One Christmas in the 1980s when I was growing up, my parents brought home an amazing gift: a Texas Instruments TI-99/4A home computer. This computer had a built-in keyboard and a cartridge slot for software (mostly games); you could write programs in BASIC, and save these programs and data to tape with a household cassette recorder. For a display, you could screw some connectors down to the back of your family's color TV set. It came with all of 16K of memory (enough to hold over 100 tweets! or several emoji! or almost 4 copies of this essay!).
I learned to program with it, figuring out basics of animation, sound, and numerical computation. I played a lot of charming arcade-style games on it. We hooked up a printer, and we found a painful text editor to use with it; if only we had something as capable as Windows Notepad!
There are lots of bad things I could say about the TI-99/4A, and I loved the thing. My family moved on to other computers, but I still love the idea of a cheap computer you could plug into the family TV.
Today, there are several cheap small computers originally designed for education, but which have been adopted by numerous hobbyists and hackers. I'm most inspired by the Raspberry Pi, which has wide support. This fanless single-board computer is about as big as a deck of cards, built around a smart phone CPU, and typically does not even come with a case, power supply, storage (a flash memory card), or keyboard. The computer itself costs about $35; but add on that other stuff and it comes to about $70. You can buy a monitor for it at about $100, or (wait for it...) you can hook it up to the family TV (yes!). And you can download a full 32-bit windowed OS (some form of Linux) and lots of other software for FREE! Forget BASIC; with this, you can program in C, Java, Perl, and Python!
It sounds great, right? I mean, I'm sure it is great. But I don't have one. It's been observed that Linux is not free-as-in-free-beer, but free-as-in-free-puppies: yes, the price tag is low, but the time required is high. If this thing takes me more than 2 hours to fiddle with (with no end in sight), I'm worried that I will have to abandon it, and it will sit in a box of wires and gather dust, like my many other projects I started and then gave up on. My budget is too limited for that, I don't have that much spare time, and I'm at the age where I don't know if I can handle the prospect of another failed hobby haunting me. Ideally I'd like to hire a 14-year-old (someone I could pay in CD money, or Pokemon money, or whatever kids spend money on now, as long as it's not drugs) to do the purchasing, downloading, configuring, and testing of this thing, and then I could just hook it up and switch it on when I want to play an MP3 through my stereo, or a YouTube video on my TV.

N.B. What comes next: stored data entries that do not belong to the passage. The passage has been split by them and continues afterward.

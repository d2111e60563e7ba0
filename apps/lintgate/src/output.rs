//! Output rendering for check, resolve, validate, route, and refresh.
//!
//! Supports `human` (default) and `json` outputs. The JSON forms include
//! per-item fields and a top-level summary. Block reasons and hook status
//! messages are plain text; the host shows them verbatim.

use crate::models::{CheckReport, CheckStatus, Diagnostic, FileReport, Severity, Summary};
use crate::refresh::RefreshResult;
use crate::resolve::Resolution;
use crate::tasks::TaskOutcome;
use crate::validate::ValidationReport;
use owo_colors::OwoColorize;
use serde_json::json;
use serde_json::Value as JsonVal;

fn use_colors(output: &str) -> bool {
    output != "json" && std::env::var_os("NO_COLOR").is_none()
}

fn print_json(value: &JsonVal) {
    match serde_json::to_string_pretty(value) {
        Ok(s) => println!("{}", s),
        Err(e) => log::error!("failed to serialize output: {}", e),
    }
}

fn status_symbol(status: CheckStatus) -> &'static str {
    match status {
        CheckStatus::Passed => "✓",
        CheckStatus::Failed => "✗",
        CheckStatus::Unavailable => "–",
    }
}

/// One-line summary of every check, e.g. `ruff ✗ · mypy ✓ · black –`.
pub fn status_line(checks: &[CheckReport]) -> String {
    checks
        .iter()
        .map(|c| format!("{} {}", c.name, status_symbol(c.status)))
        .collect::<Vec<_>>()
        .join(" · ")
}

/// `source LINE:COL [rule] message` without colour.
pub fn format_diagnostic(d: &Diagnostic) -> String {
    let mut out = d.source.clone();
    let loc = d.location();
    if !loc.is_empty() {
        out.push(' ');
        out.push_str(&loc);
    }
    if let Some(rule) = &d.rule {
        out.push_str(&format!(" [{}]", rule));
    }
    if d.severity == Severity::Warning {
        out.push_str(" (warning)");
    }
    let mut lines = d.message.lines();
    out.push_str(": ");
    out.push_str(lines.next().unwrap_or_default());
    for l in lines {
        out.push_str("\n      ");
        out.push_str(l);
    }
    out
}

/// Reason text for a blocked file: every diagnostic, an optional delegate
/// hint, and the status line last.
pub fn render_block_reason(report: &FileReport, agent: Option<&str>) -> String {
    let diags: Vec<&Diagnostic> = report.diagnostics().collect();
    let mut out = format!("lintgate: {} issue(s) in {}\n", diags.len(), report.file);
    for d in diags {
        out.push_str("  ");
        out.push_str(&format_diagnostic(d));
        out.push('\n');
    }
    if let Some(agent) = agent {
        out.push_str(&format!("Delegate the fixes to {}.\n", agent));
    }
    out.push_str(&status_line(&report.checks));
    out
}

/// Status message for a file that passed: the status line plus advisories.
pub fn render_continue_status(report: &FileReport) -> String {
    let mut out = format!("lintgate: {}", status_line(&report.checks));
    for d in report.diagnostics() {
        out.push_str("\n  ");
        out.push_str(&format_diagnostic(d));
    }
    out
}

/// Print per-file check results in the requested format.
pub fn print_check(reports: &[FileReport], output: &str) {
    match output {
        "json" => print_json(&compose_check_json(reports)),
        _ => {
            let color = use_colors(output);
            for r in reports {
                for d in r.diagnostics() {
                    let (icon, sev) = match d.severity {
                        Severity::Error => ("✖", "⟦error⟧"),
                        Severity::Warning => ("▲", "⟦warn⟧"),
                    };
                    let loc = match d.location() {
                        l if l.is_empty() => r.file.clone(),
                        l => format!("{}:{}", r.file, l),
                    };
                    let rule = d
                        .rule
                        .as_deref()
                        .map(|x| format!(" ❲{}❳", x))
                        .unwrap_or_default();
                    if color {
                        let (icon, sev) = match d.severity {
                            Severity::Error => (icon.red().to_string(), sev.red().bold().to_string()),
                            Severity::Warning => {
                                (icon.yellow().to_string(), sev.yellow().bold().to_string())
                            }
                        };
                        println!(
                            "{} {} {} {}{} — {}",
                            icon,
                            sev,
                            loc.bold(),
                            d.source.cyan(),
                            rule,
                            d.message
                        );
                    } else {
                        println!("{} {} {} {}{} — {}", icon, sev, loc, d.source, rule, d.message);
                    }
                }
                if !r.checks.is_empty() {
                    let line = format!("{}: {}", r.file, status_line(&r.checks));
                    if color {
                        println!("{}", line.bright_black());
                    } else {
                        println!("{}", line);
                    }
                }
            }
            let s = Summary::from_reports(reports);
            let summary = format!(
                "— Summary — errors={} warnings={} files={} blocked={}",
                s.errors, s.warnings, s.files, s.blocked
            );
            if color {
                println!("{}", summary.bold());
            } else {
                println!("{}", summary);
            }
        }
    }
}

/// Compose check JSON object (pure) for testing/snapshot purposes.
pub fn compose_check_json(reports: &[FileReport]) -> JsonVal {
    json!({
        "results": reports,
        "summary": Summary::from_reports(reports),
    })
}

/// Print which environment and checks apply to a file.
pub fn print_resolution(res: &Resolution, output: &str) {
    match output {
        "json" => print_json(&compose_resolution_json(res)),
        _ => {
            let color = use_colors(output);
            let reason = res.reason.to_string();
            if color {
                println!("{} {}", res.relative_path.bold(), reason.cyan());
            } else {
                println!("{} {}", res.relative_path, reason);
            }
            if let Some(env) = &res.environment {
                println!("  environment: {}", env);
                println!("  working dir: {}", res.working_dir.display());
            }
            if let Some(agent) = res.agent {
                println!("  agent: {}", agent);
            }
            for c in res.checks {
                println!("  - {}: {} {}", c.name, c.command, c.args.join(" "));
            }
        }
    }
}

/// Compose resolution JSON object (pure) for testing/snapshot purposes.
pub fn compose_resolution_json(res: &Resolution) -> JsonVal {
    json!({
        "file": res.relative_path,
        "reason": res.reason.as_str(),
        "detail": res.reason,
        "environment": res.environment,
        "agent": res.agent,
        "workingDir": res.working_dir.to_string_lossy(),
        "checks": res.checks,
    })
}

/// Print validator findings: errors, then warnings, then a summary line.
pub fn print_validation(report: &ValidationReport, file: &str, output: &str) {
    match output {
        "json" => print_json(&compose_validation_json(report)),
        _ => {
            let color = use_colors(output);
            for e in &report.errors {
                if color {
                    println!("{} {} {}", "✖".red(), "⟦error⟧".red().bold(), e);
                } else {
                    println!("✖ ⟦error⟧ {}", e);
                }
            }
            for w in &report.warnings {
                if color {
                    println!("{} {} {}", "▲".yellow(), "⟦warn⟧".yellow().bold(), w);
                } else {
                    println!("▲ ⟦warn⟧ {}", w);
                }
            }
            let summary = format!(
                "— {} — {} (errors={} warnings={})",
                file,
                if report.is_valid() { "valid" } else { "invalid" },
                report.errors.len(),
                report.warnings.len()
            );
            if color {
                println!("{}", summary.bold());
            } else {
                println!("{}", summary);
            }
        }
    }
}

/// Compose validation JSON object (pure) for testing/snapshot purposes.
pub fn compose_validation_json(report: &ValidationReport) -> JsonVal {
    json!({
        "errors": report.errors,
        "warnings": report.warnings,
        "valid": report.is_valid(),
    })
}

/// Print the routing decision for a sub-agent identifier.
pub fn print_route(identifier: &str, outcome: &TaskOutcome, output: &str) {
    match output {
        "json" => print_json(&compose_route_json(identifier, outcome)),
        _ => match outcome {
            TaskOutcome::Skip { rule } => println!("{}: skip (rule {})", identifier, rule),
            TaskOutcome::Advise { rule, message } => {
                println!("{}: message (rule {})\n  {}", identifier, rule, message)
            }
            TaskOutcome::Review { rule, message } => {
                println!("{}: review (rule {})\n  {}", identifier, rule, message)
            }
            TaskOutcome::NoMatch => println!("{}: no matching task rule", identifier),
        },
    }
}

/// Compose route JSON object (pure) for testing/snapshot purposes.
pub fn compose_route_json(identifier: &str, outcome: &TaskOutcome) -> JsonVal {
    let (action, rule, message) = match outcome {
        TaskOutcome::Skip { rule } => ("skip", Some(rule), None),
        TaskOutcome::Advise { rule, message } => ("message", Some(rule), Some(message)),
        TaskOutcome::Review { rule, message } => ("review", Some(rule), Some(message)),
        TaskOutcome::NoMatch => ("none", None, None),
    };
    json!({
        "identifier": identifier,
        "action": action,
        "rule": rule,
        "message": message,
        "blocking": matches!(outcome, TaskOutcome::Review { .. }),
    })
}

/// Print a refresh summary; without `write` the merged document is shown.
pub fn print_refresh(res: &RefreshResult, output: &str, write: bool) {
    match output {
        "json" => print_json(&compose_refresh_json(res, write)),
        _ => {
            let color = use_colors(output);
            let head = format!(
                "added={} removed={} kept={}",
                res.added, res.removed, res.kept
            );
            if !res.changed {
                println!("no changes ({})", head);
            } else if write {
                if color {
                    println!("{} {}", "✏️  refreshed:".green().bold(), head);
                } else {
                    println!("✏️  refreshed: {}", head);
                }
            } else {
                if color {
                    println!("{} {}", "--- preview".cyan().bold(), head);
                } else {
                    println!("--- preview {}", head);
                }
                print_json(&res.merged);
            }
        }
    }
}

/// Compose refresh JSON object (pure) for testing/snapshot purposes.
pub fn compose_refresh_json(res: &RefreshResult, write: bool) -> JsonVal {
    json!({
        "changed": res.changed,
        "wrote": write && res.changed,
        "summary": {"added": res.added, "removed": res.removed, "kept": res.kept},
        "preview": if write { None } else { Some(&res.merged) },
    })
}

Well, I don't have kids of my own; that's poor planning on my part. A neighbor just had a baby, but even with the great parenting I'm sure it will receive, I suspect it will be more than a decade before I can expect Linux skills out of it. I might have seen flyers for baby sitters at the coffee shop, but I definitely never saw any for system administrators. Also, I'm concerned about possibly violating the child labor laws.
What I really want is to give this thing to myself back in the 1980s. And that's the real tragedy of the fact that kids today have way better toys: I have the money to buy the toys, but I can't play with them like I used to. Because that's all I'd really be doing with this gadget: playing with it, just like I used to play with that 16K home computer, experimenting with BASIC code for hours and hours. I work and I exercise and I try to create art (if this blog can be considered art), and if I have a spare hour today, I'd much rather spend it as quality time with my family than twiddling bits all alone. Would I be wasting my life, wasting what little youth I have left if I did anything else?